*ENTRIES SUPPLIED*:
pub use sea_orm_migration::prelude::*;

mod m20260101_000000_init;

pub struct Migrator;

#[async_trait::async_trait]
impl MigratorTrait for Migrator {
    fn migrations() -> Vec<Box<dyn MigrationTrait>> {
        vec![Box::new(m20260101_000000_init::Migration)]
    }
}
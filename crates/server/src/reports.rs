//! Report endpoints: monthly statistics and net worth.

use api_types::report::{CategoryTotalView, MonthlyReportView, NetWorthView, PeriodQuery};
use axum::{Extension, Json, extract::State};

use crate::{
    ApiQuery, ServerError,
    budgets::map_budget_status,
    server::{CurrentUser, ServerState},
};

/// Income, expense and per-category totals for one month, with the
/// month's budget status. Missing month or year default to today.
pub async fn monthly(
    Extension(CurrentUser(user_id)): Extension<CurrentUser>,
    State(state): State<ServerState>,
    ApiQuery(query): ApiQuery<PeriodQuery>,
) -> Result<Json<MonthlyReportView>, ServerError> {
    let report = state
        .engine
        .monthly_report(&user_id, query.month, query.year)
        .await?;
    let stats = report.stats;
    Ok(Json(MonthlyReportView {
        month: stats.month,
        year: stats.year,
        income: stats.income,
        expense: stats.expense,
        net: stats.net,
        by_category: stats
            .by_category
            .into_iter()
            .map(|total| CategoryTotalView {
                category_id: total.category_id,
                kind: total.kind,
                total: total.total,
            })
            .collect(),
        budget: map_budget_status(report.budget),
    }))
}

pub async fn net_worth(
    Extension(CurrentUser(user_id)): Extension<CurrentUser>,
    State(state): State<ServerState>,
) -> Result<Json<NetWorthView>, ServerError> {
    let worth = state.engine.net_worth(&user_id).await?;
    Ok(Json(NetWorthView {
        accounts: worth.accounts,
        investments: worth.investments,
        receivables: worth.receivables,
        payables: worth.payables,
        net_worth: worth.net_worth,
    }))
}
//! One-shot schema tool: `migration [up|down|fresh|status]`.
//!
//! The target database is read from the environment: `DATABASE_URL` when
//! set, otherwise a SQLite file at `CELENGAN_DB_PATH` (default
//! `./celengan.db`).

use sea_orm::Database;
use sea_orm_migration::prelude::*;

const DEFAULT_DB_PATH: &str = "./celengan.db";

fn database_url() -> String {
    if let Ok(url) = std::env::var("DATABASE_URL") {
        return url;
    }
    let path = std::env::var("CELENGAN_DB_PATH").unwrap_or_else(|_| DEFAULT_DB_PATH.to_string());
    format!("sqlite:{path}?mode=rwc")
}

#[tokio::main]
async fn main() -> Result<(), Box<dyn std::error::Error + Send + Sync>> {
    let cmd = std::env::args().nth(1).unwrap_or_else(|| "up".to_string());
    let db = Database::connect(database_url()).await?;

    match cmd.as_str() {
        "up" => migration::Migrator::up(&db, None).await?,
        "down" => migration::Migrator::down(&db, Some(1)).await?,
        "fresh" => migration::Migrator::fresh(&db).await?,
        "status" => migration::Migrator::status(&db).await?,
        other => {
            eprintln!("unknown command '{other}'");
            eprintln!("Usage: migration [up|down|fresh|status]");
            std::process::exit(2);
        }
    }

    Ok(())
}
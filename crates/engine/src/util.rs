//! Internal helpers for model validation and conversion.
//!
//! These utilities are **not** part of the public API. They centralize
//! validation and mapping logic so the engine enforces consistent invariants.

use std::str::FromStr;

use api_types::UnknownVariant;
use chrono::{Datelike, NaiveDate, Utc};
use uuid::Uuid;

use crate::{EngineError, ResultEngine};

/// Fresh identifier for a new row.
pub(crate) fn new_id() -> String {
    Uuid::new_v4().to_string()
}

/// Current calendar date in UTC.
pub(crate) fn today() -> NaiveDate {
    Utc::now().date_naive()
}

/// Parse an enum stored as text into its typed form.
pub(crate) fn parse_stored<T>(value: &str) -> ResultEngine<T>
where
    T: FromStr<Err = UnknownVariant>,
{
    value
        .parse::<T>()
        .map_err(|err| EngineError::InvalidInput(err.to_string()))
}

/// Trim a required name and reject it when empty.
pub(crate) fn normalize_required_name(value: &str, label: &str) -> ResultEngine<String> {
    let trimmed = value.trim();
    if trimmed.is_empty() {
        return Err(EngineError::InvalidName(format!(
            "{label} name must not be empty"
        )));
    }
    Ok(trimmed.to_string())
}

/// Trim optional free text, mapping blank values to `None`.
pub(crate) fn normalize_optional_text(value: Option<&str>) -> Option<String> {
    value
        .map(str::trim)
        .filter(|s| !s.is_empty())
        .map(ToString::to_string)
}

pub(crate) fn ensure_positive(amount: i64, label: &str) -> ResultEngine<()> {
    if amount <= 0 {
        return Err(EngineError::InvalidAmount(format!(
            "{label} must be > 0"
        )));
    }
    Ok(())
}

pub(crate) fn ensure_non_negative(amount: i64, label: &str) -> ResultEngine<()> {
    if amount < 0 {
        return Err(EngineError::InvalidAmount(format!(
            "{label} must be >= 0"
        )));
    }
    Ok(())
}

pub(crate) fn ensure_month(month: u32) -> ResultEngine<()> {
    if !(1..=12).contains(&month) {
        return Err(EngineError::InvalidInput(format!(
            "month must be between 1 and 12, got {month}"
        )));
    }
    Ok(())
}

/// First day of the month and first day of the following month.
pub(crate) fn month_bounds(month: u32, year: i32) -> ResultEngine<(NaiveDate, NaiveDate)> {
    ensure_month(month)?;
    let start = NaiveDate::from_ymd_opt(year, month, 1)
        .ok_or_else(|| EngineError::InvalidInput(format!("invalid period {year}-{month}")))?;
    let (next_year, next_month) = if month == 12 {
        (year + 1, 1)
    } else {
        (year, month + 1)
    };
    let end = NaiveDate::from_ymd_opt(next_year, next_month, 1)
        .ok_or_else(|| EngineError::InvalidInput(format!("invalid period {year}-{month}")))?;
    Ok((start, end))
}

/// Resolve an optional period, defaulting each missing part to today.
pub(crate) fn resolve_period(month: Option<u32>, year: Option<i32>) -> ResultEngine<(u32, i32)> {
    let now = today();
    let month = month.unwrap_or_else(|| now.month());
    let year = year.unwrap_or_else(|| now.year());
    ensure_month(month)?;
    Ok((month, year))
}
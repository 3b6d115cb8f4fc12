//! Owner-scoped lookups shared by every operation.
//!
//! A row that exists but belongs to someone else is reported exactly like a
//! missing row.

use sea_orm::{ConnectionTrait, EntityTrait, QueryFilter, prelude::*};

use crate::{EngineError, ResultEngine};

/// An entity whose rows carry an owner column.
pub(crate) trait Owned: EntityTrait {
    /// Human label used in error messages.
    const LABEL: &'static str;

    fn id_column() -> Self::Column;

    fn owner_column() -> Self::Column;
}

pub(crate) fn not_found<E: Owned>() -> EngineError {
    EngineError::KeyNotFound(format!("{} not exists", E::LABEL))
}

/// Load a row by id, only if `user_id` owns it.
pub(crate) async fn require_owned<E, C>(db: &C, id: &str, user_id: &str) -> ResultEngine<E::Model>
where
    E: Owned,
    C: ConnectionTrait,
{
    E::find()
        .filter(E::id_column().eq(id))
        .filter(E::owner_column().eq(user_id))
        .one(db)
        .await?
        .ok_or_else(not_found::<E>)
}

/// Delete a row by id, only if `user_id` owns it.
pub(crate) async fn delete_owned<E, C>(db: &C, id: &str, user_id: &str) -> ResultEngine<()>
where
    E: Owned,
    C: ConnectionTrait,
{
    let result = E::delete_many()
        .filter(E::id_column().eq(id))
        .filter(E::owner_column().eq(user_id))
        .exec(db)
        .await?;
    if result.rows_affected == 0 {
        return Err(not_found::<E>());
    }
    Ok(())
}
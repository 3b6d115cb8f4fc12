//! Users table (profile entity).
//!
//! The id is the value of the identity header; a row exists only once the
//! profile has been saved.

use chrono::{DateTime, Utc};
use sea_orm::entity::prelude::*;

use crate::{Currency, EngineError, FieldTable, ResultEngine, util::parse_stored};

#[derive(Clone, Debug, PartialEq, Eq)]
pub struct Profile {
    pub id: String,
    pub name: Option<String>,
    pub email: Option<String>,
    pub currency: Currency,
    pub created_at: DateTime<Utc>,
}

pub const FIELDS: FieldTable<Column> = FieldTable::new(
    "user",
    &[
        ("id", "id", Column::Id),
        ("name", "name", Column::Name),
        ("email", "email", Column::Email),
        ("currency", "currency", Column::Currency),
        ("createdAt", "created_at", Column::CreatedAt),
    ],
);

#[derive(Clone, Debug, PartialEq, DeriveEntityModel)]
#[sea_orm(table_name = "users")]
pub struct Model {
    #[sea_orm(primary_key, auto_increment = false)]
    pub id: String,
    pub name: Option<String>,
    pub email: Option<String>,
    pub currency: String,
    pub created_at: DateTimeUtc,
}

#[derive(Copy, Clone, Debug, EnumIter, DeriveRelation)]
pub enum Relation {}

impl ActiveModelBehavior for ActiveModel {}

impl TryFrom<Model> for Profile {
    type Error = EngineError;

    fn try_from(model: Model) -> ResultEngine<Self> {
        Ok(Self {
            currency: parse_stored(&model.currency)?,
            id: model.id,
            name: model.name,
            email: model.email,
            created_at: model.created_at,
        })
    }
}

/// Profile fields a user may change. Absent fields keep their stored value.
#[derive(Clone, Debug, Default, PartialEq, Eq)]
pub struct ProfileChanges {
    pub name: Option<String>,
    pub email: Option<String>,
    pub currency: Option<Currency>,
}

*WORK ORDER*: Out of the preceding entries, pull each line that contains the word "FromStr".

*SOLUTION TO THE PROBLEM*:
use std::str::FromStr;
    T: FromStr<Err = UnknownVariant>,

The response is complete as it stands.